To present the results of testicular ultrasonography supported by clinical and hormonal aspects in paediatric patients with Klinefelter syndrome (KS). Prospective analysis of medical files of 20 patients diagnosed with KS between 2016 and 2022. Assessed data included analysis of causes of referral, ultrasound, and clinical characterisation with hormonal evaluation of serum FSH, LH, testosterone, inhibin B, and anti-Müllerian hormone. Non-mosaic Klinefelter syndrome (47, XXY) was diagnosed in 65% of cases (13/20) by the geneticist (including 7 cases prenatally), in 25% (5/20) by the endocrinologist and in 10% (2/20) by the hematologist. Ultrasound assessment revealed bilateral testicular microlithiasis (TM) in all patients.

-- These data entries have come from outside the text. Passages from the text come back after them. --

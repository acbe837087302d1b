//! Document parsing for JSON and YAML sources
//!
//! Copyright (c) 2025 Specado Team
//! Licensed under the Apache-2.0 license

use crate::error::{SchemaError, SchemaResult};
use serde_json::Value;
use std::path::Path;

/// Supported document formats
#[derive(Debug, Clone, Copy, PartialEq, Eq)]
pub enum Format {
    /// YAML format (.yaml, .yml)
    Yaml,
    /// JSON format (.json)
    Json,
}

impl Format {
    /// Detect format from file extension
    pub fn from_path(path: &Path) -> SchemaResult<Self> {
        if let Some(extension) = path.extension().and_then(|ext| ext.to_str()) {
            match extension.to_lowercase().as_str() {
                "yaml" | "yml" => Ok(Format::Yaml),
                "json" => Ok(Format::Json),
                _ => Err(SchemaError::unsupported_format(path.to_path_buf())),
            }
        } else {
            Err(SchemaError::unsupported_format(path.to_path_buf()))
        }
    }

    /// Get file extensions for this format
    pub fn extensions(&self) -> &'static [&'static str] {
        match self {
            Format::Yaml => &["yaml", "yml"],
            Format::Json => &["json"],
        }
    }
}

/// Parser turning text into a JSON value tree
#[derive(Debug, Clone, Copy, Default)]
pub struct DocumentParser;

impl DocumentParser {
    pub fn new() -> Self {
        Self
    }

    /// Parse a file, detecting format from its extension
    ///
    /// Files without a recognized extension are tried as JSON, then YAML.
    pub fn parse_file(&self, path: &Path) -> SchemaResult<Value> {
        let content = std::fs::read_to_string(path)
            .map_err(|e| SchemaError::io_error(path.to_path_buf(), e))?;
        let origin = path.display().to_string();

        match Format::from_path(path) {
            Ok(format) => self.parse_content(&content, format, &origin),
            Err(_) => self.parse_with_fallback(&content, &origin),
        }
    }

    /// Parse content with an explicit format
    pub fn parse_content(&self, content: &str, format: Format, origin: &str) -> SchemaResult<Value> {
        match format {
            Format::Yaml => self.parse_yaml(content, origin),
            Format::Json => self.parse_json(content, origin),
        }
    }

    /// Parse YAML content
    pub fn parse_yaml(&self, content: &str, origin: &str) -> SchemaResult<Value> {
        // Parse as YAML first so YAML-specific errors surface as such
        let yaml_value: serde_yaml::Value = serde_yaml::from_str(content)
            .map_err(|e| SchemaError::yaml_parse_error(origin, e))?;

        serde_json::to_value(yaml_value).map_err(|e| SchemaError::json_parse_error(origin, e))
    }

    /// Parse JSON content
    pub fn parse_json(&self, content: &str, origin: &str) -> SchemaResult<Value> {
        serde_json::from_str(content).map_err(|e| SchemaError::json_parse_error(origin, e))
    }

    /// Try JSON, then YAML; reports the JSON error when both fail
    pub fn parse_with_fallback(&self, content: &str, origin: &str) -> SchemaResult<Value> {
        match self.parse_json(content, origin) {
            Ok(value) => Ok(value),
            Err(json_error) => self.parse_yaml(content, origin).map_err(|_| json_error),
        }
    }
}
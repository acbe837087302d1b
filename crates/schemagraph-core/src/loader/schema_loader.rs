//! Loader session: registration, optional meta-schema self-validation and
//! compilation
//!
//! Copyright (c) 2025 Specado Team
//! Licensed under the Apache-2.0 license

use crate::compiler::Compiler;
use crate::draft::{Draft, DraftResolver};
use crate::error::{SchemaError, SchemaResult};
use crate::format::{FormatChecker, FormatRegistry};
use crate::loader::pool::{DocumentId, Location, SchemaPool, DEFAULT_BASE_URI};
use crate::loader::retriever::{DefaultRetriever, Retrieve};
use crate::loader::source::Loader;
use crate::schema::Schema;
use serde::{Deserialize, Serialize};
use serde_json::Value;
use std::collections::HashMap;
use std::fmt;
use std::sync::Arc;
use tracing::{debug, info};
use url::Url;

/// Configuration for a loader session
#[derive(Debug, Clone, PartialEq, Eq, Serialize, Deserialize)]
#[serde(default)]
pub struct LoaderConfig {
    /// Pick each document's draft from its own `$schema`
    pub auto_detect: bool,
    /// Validate every added or compiled document against its meta-schema
    pub validate: bool,
    /// Draft used when detection is off or a document declares none
    pub default_draft: Draft,
    /// Reject `$schema` URIs that name neither a known draft nor a registered meta-schema
    pub strict_draft: bool,
    /// Unknown `format` names fail validation instead of passing
    pub strict_formats: bool,
}

impl Default for LoaderConfig {
    fn default() -> Self {
        Self {
            auto_detect: true,
            validate: false,
            default_draft: Draft::Hybrid,
            strict_draft: false,
            strict_formats: false,
        }
    }
}

impl LoaderConfig {
    pub fn with_auto_detect(mut self, auto_detect: bool) -> Self {
        self.auto_detect = auto_detect;
        self
    }

    pub fn with_validate(mut self, validate: bool) -> Self {
        self.validate = validate;
        self
    }

    pub fn with_default_draft(mut self, draft: Draft) -> Self {
        self.default_draft = draft;
        self
    }

    pub fn with_strict_draft(mut self, strict: bool) -> Self {
        self.strict_draft = strict;
        self
    }

    pub fn with_strict_formats(mut self, strict: bool) -> Self {
        self.strict_formats = strict;
        self
    }

    pub fn draft_resolver(&self) -> DraftResolver {
        DraftResolver {
            auto_detect: self.auto_detect,
            default_draft: self.default_draft,
            strict: self.strict_draft,
        }
    }
}

/// One loader session
///
/// Documents are registered with [`add_schema`](Self::add_schema) and
/// [`add_schemas`](Self::add_schemas) in any order; `$ref` targets are only
/// looked up when [`compile`](Self::compile) runs. Calls on one session must
/// be serialized, the returned [`Schema`] is free to share.
pub struct SchemaLoader {
    config: LoaderConfig,
    pool: SchemaPool,
    retriever: Arc<dyn Retrieve>,
    formats: FormatRegistry,
    meta_schemas: HashMap<String, Schema>,
}

impl SchemaLoader {
    /// Create a new loader session with default configuration
    pub fn new() -> Self {
        Self::with_config(LoaderConfig::default())
    }

    /// Create a new loader session with custom configuration
    pub fn with_config(config: LoaderConfig) -> Self {
        Self {
            config,
            pool: SchemaPool::new(),
            retriever: Arc::new(DefaultRetriever::new()),
            formats: FormatRegistry::default(),
            meta_schemas: HashMap::new(),
        }
    }

    /// Replace the retriever used for `$ref` targets that were never added
    pub fn with_retriever(mut self, retriever: impl Retrieve + 'static) -> Self {
        self.retriever = Arc::new(retriever);
        self
    }

    /// Add or override a `format` checker for schemas compiled from now on
    pub fn register_format(&mut self, name: impl Into<String>, checker: impl FormatChecker + 'static) {
        self.formats.register(name, checker);
    }

    pub fn config(&self) -> &LoaderConfig {
        &self.config
    }

    pub fn pool(&self) -> &SchemaPool {
        &self.pool
    }

    /// Register one document under an explicit URI
    pub fn add_schema(&mut self, uri: &str, loader: &dyn Loader) -> SchemaResult<()> {
        let uri = SchemaPool::parse_uri(uri)?;
        let value = loader.load()?;
        self.register(Some(uri), value)?;
        Ok(())
    }

    /// Register documents under their own source URI and `$id`s
    pub fn add_schemas(&mut self, loaders: &[&dyn Loader]) -> SchemaResult<()> {
        for loader in loaders {
            let value = loader.load()?;
            self.register(loader.source_uri(), value)?;
        }
        Ok(())
    }

    /// Compile a root schema against everything registered so far
    ///
    /// A [`ReferenceLoader`](crate::loader::ReferenceLoader) root is looked up
    /// in the session; any other loader is registered first. A failed
    /// compilation leaves the pool as it was before the call.
    pub fn compile(&mut self, loader: &dyn Loader) -> SchemaResult<Schema> {
        let checkpoint = self.pool.checkpoint();
        let compiled = self.compile_root(loader);
        if let Err(e) = &compiled {
            debug!(root = %loader.describe(), error = %e, "Compilation failed, rolling back registrations");
            self.pool.rollback(checkpoint);
        }
        compiled
    }

    fn compile_root(&mut self, loader: &dyn Loader) -> SchemaResult<Schema> {
        let root = if loader.is_reference() {
            let uri = loader
                .source_uri()
                .ok_or_else(|| SchemaError::invalid_uri(loader.describe(), "reference without a URI"))?;
            let resolver = self.config.draft_resolver();
            self.pool.locate(&uri, self.retriever.as_ref(), &resolver)?
        } else {
            let value = loader.load()?;
            Location::root(self.register(loader.source_uri(), value)?)
        };

        info!(root = %loader.describe(), documents = self.pool.len(), "Compiling schema");
        self.compile_location(&root)
    }

    fn register(&mut self, uri: Option<Url>, value: Value) -> SchemaResult<DocumentId> {
        let base = match &uri {
            Some(uri) => uri.clone(),
            None => SchemaPool::parse_uri(DEFAULT_BASE_URI)?,
        };

        self.validate_document(&value, &base)?;
        let draft = self.config.draft_resolver().resolve(&value, &base, &self.pool)?;
        self.pool.register(uri, value, draft)
    }

    fn compile_location(&mut self, root: &Location) -> SchemaResult<Schema> {
        let graph = Compiler::new(
            &mut self.pool,
            self.retriever.as_ref(),
            self.config.draft_resolver(),
            &self.formats,
        )
        .strict_formats(self.config.strict_formats)
        .compile(root)?;
        Ok(Schema::new(graph))
    }

    /// Validate a document against its meta-schema when self-validation is on
    fn validate_document(&mut self, value: &Value, base: &Url) -> SchemaResult<()> {
        if !self.config.validate {
            return Ok(());
        }

        let Some(meta_uri) = self.meta_schema_uri(value, base)? else {
            debug!(uri = %base, "No meta-schema applies, skipping self-validation");
            return Ok(());
        };

        let meta_schema = self.meta_schema(&meta_uri)?;
        let result = meta_schema.validate_value(value)?;
        if result.is_valid() {
            debug!(uri = %base, meta_schema = %meta_uri, "Document conforms to its meta-schema");
            return Ok(());
        }

        Err(SchemaError::meta_schema_violation(
            base.as_str(),
            meta_uri.as_str(),
            result.errors().iter().map(ToString::to_string).collect(),
        ))
    }

    fn meta_schema_uri(&self, value: &Value, base: &Url) -> SchemaResult<Option<Url>> {
        if self.config.auto_detect {
            if let Some(Value::String(declared)) = value.get("$schema") {
                return base
                    .join(declared)
                    .map(Some)
                    .map_err(|e| SchemaError::invalid_uri(declared.as_str(), e));
            }
        }

        self.config
            .default_draft
            .meta_schema_uri()
            .map(SchemaPool::parse_uri)
            .transpose()
    }

    /// Compiled meta-schema for `uri`, compiled once per session
    fn meta_schema(&mut self, uri: &Url) -> SchemaResult<Schema> {
        let key = SchemaPool::normalize(uri);
        if let Some(schema) = self.meta_schemas.get(&key) {
            return Ok(schema.clone());
        }

        let resolver = self.config.draft_resolver();
        let location = self.pool.locate(uri, self.retriever.as_ref(), &resolver)?;
        let schema = self.compile_location(&location)?;
        debug!(meta_schema = %key, nodes = schema.node_count(), "Compiled meta-schema");

        self.meta_schemas.insert(key, schema.clone());
        Ok(schema)
    }
}

impl Default for SchemaLoader {
    fn default() -> Self {
        Self::new()
    }
}

impl fmt::Debug for SchemaLoader {
    fn fmt(&self, f: &mut fmt::Formatter<'_>) -> fmt::Result {
        f.debug_struct("SchemaLoader")
            .field("config", &self.config)
            .field("documents", &self.pool.len())
            .field("formats", &self.formats)
            .field("meta_schemas", &self.meta_schemas.len())
            .finish()
    }
}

The youngest KS patient with TM was 3 months old. TM patterns have not changed during follow-ups of up to 6 years in any of the patients. In all KS patients markedly reduced echogenicity and in pubertal KS patients, also irregular echostructure of the testes was observed. The hormonal patterns observed in the study group were typical for those already described in KS. Sertoli and Leydig cell function was intact in prepubertal patients and deteriorated after the start of puberty. Conclusion: Although the degenerative process in the testicular tissue starts very early in the testes in KS and is reflected in morphological changes seen in ultrasonography, Sertoli and Leydig cell hormonal function is normal in prepubertal KS patients.